- **Aim of the task**
Print exactly the lines below between the line holding "let mut backoff" and the line holding "let status = response.status();", inclusive, and nothing more.

- **Data to process**
★ ★ ★ ★ ★ ★ ★
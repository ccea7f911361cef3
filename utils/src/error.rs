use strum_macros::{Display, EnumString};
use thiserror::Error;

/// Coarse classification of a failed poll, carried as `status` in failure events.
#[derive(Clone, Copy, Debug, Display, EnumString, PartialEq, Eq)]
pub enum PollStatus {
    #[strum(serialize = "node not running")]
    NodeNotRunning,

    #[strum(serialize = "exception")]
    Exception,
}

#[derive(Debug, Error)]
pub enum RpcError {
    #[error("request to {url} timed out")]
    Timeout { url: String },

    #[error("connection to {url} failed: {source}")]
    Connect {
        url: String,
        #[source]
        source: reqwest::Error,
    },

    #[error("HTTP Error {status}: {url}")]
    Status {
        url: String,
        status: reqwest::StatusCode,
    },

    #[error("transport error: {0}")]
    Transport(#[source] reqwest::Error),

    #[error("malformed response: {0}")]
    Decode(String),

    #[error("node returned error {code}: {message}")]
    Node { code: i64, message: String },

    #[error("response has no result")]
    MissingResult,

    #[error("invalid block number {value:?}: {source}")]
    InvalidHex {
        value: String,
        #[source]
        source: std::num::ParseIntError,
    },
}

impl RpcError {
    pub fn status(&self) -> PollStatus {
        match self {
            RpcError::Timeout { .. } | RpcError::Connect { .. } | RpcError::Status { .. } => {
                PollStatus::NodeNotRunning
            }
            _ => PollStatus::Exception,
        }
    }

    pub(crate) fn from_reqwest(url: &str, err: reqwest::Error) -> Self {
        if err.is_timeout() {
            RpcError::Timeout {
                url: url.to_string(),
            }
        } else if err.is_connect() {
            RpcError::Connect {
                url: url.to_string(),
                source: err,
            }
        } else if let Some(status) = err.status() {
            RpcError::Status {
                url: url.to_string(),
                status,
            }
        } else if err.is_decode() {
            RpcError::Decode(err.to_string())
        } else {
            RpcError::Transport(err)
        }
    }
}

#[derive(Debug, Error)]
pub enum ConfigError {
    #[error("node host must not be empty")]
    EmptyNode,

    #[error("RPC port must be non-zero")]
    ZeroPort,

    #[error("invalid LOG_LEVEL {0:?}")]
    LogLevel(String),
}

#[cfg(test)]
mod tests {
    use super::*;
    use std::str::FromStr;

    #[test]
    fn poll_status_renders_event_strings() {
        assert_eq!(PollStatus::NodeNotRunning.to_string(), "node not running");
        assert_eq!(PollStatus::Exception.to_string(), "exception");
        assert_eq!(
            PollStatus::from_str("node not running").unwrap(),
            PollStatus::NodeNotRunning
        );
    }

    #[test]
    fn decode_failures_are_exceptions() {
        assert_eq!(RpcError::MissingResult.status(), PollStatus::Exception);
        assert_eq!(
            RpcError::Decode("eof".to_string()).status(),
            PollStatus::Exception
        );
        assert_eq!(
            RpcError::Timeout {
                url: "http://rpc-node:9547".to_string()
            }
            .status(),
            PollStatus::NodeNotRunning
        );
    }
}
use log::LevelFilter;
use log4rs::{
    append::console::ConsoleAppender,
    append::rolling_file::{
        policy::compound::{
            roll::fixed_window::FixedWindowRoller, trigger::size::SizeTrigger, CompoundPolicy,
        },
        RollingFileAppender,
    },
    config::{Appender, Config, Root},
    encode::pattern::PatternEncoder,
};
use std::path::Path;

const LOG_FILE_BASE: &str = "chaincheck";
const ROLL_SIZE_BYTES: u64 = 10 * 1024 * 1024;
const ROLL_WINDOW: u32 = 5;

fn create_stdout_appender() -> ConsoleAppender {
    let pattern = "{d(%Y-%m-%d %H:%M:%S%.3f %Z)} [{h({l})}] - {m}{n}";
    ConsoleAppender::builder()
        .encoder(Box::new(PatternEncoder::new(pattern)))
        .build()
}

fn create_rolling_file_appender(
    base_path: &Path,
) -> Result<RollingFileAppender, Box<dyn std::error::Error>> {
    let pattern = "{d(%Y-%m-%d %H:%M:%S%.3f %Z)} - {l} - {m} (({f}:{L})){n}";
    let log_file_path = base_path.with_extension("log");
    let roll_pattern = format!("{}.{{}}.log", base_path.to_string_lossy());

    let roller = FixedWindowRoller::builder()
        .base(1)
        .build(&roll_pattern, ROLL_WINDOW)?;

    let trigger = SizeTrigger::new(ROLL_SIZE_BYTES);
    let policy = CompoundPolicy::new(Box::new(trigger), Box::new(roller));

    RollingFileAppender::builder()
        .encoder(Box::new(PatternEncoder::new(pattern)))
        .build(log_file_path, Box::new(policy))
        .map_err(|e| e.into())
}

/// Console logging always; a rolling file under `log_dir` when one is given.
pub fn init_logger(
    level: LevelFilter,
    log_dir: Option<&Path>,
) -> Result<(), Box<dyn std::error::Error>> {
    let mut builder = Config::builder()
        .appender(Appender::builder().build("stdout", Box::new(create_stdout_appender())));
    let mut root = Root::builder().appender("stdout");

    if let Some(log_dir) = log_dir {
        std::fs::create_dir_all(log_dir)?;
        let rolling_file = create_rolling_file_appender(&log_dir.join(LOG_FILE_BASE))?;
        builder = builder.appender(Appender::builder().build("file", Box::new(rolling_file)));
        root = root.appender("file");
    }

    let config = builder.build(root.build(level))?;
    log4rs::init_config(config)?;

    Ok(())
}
★ ★ ★ ★ ★ ★ ★
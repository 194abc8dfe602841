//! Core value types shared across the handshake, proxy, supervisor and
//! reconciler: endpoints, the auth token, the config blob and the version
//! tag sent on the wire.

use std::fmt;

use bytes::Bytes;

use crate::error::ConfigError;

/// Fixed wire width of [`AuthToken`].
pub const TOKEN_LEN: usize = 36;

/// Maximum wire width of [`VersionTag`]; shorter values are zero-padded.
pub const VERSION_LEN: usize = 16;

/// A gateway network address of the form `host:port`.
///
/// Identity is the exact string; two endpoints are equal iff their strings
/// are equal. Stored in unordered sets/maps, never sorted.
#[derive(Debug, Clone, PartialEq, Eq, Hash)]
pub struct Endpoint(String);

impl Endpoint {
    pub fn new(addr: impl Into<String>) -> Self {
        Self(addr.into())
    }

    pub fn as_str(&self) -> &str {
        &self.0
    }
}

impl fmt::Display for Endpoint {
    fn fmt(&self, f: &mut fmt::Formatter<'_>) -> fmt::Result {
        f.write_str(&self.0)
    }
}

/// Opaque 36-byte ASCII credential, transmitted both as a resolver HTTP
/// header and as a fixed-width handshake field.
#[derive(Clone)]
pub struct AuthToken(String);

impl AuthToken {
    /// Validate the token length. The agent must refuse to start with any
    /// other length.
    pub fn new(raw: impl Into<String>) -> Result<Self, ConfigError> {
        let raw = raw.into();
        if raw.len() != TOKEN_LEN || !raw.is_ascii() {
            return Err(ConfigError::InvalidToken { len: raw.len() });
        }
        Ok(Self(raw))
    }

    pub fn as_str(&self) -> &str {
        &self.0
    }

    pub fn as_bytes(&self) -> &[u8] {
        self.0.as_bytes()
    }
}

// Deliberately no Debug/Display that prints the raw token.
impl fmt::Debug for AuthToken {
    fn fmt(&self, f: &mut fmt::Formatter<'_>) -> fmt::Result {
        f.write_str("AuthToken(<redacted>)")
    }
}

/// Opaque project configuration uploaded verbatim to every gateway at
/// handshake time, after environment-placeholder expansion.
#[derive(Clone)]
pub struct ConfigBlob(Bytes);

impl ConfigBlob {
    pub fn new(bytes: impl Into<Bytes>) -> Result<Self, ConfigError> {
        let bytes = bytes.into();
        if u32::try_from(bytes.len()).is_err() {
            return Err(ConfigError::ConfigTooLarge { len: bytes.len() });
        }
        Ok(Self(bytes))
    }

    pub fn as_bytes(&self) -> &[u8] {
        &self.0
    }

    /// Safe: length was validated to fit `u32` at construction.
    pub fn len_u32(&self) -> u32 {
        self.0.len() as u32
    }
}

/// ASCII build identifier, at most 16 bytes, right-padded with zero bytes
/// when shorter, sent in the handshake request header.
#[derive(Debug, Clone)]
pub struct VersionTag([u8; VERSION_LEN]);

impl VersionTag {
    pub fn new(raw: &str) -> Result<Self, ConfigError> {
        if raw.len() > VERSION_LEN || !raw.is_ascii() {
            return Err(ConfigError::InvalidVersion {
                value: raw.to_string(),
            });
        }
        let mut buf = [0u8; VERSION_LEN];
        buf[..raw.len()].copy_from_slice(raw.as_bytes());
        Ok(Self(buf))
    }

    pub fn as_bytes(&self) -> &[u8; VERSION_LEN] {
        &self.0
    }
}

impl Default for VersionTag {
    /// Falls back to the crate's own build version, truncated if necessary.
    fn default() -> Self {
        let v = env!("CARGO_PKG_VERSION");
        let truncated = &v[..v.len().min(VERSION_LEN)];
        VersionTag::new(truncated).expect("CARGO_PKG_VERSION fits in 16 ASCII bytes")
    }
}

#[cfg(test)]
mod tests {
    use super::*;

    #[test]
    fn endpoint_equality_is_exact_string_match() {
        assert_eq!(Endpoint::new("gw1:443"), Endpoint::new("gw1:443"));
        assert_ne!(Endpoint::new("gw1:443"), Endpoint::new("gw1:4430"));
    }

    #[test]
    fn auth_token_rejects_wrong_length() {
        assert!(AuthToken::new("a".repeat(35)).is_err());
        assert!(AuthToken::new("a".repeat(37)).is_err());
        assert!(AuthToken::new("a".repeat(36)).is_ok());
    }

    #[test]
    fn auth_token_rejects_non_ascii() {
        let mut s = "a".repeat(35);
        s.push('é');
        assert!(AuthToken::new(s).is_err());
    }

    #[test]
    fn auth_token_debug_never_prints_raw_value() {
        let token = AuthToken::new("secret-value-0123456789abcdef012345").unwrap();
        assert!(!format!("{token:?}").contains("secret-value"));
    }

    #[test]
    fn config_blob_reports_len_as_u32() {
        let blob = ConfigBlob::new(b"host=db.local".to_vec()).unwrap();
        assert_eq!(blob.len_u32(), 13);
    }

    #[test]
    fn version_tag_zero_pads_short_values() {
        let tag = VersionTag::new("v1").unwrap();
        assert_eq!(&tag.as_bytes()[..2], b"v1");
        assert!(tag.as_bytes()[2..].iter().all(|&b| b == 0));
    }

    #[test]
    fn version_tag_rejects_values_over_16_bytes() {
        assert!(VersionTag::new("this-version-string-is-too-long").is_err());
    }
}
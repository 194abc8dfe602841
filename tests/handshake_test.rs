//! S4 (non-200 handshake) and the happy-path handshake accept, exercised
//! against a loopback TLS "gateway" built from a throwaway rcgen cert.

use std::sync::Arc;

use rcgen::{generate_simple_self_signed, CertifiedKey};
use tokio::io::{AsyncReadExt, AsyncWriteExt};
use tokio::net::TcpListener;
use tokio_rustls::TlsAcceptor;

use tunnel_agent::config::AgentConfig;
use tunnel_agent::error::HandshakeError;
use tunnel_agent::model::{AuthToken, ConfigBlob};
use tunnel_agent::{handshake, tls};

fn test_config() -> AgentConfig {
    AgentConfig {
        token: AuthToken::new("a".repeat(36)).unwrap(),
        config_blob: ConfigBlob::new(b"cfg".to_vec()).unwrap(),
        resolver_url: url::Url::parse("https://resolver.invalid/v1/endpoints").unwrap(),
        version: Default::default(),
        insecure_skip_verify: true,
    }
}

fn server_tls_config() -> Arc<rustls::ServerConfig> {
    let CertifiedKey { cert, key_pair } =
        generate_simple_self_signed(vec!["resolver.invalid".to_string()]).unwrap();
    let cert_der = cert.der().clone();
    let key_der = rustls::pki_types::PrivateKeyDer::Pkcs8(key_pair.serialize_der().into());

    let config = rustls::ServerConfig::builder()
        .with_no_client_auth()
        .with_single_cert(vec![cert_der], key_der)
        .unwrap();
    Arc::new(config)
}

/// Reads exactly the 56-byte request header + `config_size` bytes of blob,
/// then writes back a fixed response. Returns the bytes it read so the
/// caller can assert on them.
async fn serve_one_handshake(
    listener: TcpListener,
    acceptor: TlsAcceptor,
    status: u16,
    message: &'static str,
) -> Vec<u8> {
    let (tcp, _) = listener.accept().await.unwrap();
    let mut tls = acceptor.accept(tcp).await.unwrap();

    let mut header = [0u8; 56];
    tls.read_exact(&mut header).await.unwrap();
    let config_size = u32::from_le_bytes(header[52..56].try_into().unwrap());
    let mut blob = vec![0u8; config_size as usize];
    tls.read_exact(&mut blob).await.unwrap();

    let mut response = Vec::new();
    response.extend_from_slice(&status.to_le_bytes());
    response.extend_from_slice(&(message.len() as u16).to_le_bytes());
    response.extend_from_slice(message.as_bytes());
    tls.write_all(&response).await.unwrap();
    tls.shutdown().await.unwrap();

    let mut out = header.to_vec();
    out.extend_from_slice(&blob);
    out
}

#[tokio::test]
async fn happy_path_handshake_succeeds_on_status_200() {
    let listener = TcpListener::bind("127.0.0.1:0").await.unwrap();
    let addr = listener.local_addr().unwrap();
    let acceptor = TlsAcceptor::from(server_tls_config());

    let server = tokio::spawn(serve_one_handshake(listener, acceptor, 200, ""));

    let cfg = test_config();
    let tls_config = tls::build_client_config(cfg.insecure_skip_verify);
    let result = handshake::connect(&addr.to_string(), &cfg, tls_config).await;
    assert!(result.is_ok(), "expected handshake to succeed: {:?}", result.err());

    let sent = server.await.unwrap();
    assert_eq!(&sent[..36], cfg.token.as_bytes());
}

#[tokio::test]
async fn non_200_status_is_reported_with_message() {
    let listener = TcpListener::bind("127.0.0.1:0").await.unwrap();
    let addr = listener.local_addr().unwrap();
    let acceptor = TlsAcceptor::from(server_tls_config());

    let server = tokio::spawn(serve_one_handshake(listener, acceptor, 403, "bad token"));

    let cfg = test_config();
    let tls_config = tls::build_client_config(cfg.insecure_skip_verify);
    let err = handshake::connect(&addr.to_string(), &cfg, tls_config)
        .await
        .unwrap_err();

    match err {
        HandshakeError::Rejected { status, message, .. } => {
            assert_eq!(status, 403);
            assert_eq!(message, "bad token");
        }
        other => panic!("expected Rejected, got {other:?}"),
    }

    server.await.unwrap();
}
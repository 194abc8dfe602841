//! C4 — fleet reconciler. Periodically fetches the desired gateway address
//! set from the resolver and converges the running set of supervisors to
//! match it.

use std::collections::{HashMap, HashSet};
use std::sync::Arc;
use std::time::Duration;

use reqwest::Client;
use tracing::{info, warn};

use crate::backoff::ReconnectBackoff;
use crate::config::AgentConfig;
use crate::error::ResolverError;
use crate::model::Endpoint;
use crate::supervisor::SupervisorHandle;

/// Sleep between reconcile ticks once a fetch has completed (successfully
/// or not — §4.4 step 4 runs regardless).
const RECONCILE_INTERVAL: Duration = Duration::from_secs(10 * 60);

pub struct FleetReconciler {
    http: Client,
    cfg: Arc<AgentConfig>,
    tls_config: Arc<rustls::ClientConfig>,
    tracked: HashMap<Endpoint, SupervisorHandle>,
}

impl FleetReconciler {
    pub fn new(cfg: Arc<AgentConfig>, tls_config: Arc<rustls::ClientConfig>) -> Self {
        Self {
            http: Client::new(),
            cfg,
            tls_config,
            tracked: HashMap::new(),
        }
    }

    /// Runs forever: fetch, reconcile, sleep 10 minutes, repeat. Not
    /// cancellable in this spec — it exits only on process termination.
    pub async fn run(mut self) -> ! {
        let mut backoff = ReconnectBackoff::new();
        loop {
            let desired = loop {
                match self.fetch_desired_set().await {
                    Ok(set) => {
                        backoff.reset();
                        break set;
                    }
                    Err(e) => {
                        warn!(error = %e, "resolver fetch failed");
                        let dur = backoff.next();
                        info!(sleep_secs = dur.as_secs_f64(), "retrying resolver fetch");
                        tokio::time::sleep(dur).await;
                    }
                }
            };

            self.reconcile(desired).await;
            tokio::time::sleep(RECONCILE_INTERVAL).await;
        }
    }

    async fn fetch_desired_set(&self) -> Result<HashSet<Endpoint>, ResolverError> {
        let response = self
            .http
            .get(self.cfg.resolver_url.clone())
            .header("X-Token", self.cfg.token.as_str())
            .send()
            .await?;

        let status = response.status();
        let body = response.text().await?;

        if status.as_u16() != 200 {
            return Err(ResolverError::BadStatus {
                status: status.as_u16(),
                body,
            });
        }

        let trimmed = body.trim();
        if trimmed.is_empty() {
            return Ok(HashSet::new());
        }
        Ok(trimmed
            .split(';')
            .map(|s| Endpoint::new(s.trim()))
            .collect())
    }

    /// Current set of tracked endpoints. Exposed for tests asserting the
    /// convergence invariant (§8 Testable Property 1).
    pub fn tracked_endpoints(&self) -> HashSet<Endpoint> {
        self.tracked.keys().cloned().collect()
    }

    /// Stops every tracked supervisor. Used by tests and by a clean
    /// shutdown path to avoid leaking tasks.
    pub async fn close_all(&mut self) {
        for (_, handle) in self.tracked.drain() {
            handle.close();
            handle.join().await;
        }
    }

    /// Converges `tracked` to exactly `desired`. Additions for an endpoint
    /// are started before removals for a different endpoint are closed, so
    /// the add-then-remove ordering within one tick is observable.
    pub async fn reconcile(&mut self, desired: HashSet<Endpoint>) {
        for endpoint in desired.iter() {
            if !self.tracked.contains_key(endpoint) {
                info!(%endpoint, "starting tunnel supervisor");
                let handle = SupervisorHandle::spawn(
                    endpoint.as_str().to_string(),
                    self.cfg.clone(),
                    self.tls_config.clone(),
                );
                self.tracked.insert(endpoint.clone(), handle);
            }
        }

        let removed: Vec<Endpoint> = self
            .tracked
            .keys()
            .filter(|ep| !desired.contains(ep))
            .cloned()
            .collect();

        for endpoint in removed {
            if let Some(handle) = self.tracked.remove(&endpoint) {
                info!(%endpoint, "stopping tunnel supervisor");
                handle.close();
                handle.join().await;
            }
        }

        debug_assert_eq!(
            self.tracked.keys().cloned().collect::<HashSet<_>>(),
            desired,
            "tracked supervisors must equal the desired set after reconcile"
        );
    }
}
★ ★ ★ ★ ★ ★ ★
- **Answer to this task**
        let mut backoff = ReconnectBackoff::new();
        loop {
            let desired = loop {
                match self.fetch_desired_set().await {
                    Ok(set) => {
                        backoff.reset();
                        break set;
                    }
                    Err(e) => {
                        warn!(error = %e, "resolver fetch failed");
                        let dur = backoff.next();
                        info!(sleep_secs = dur.as_secs_f64(), "retrying resolver fetch");
                        tokio::time::sleep(dur).await;
                    }
                }
            };

            self.reconcile(desired).await;
            tokio::time::sleep(RECONCILE_INTERVAL).await;
        }
    }

    async fn fetch_desired_set(&self) -> Result<HashSet<Endpoint>, ResolverError> {
        let response = self
            .http
            .get(self.cfg.resolver_url.clone())
            .header("X-Token", self.cfg.token.as_str())
            .send()
            .await?;

        let status = response.status();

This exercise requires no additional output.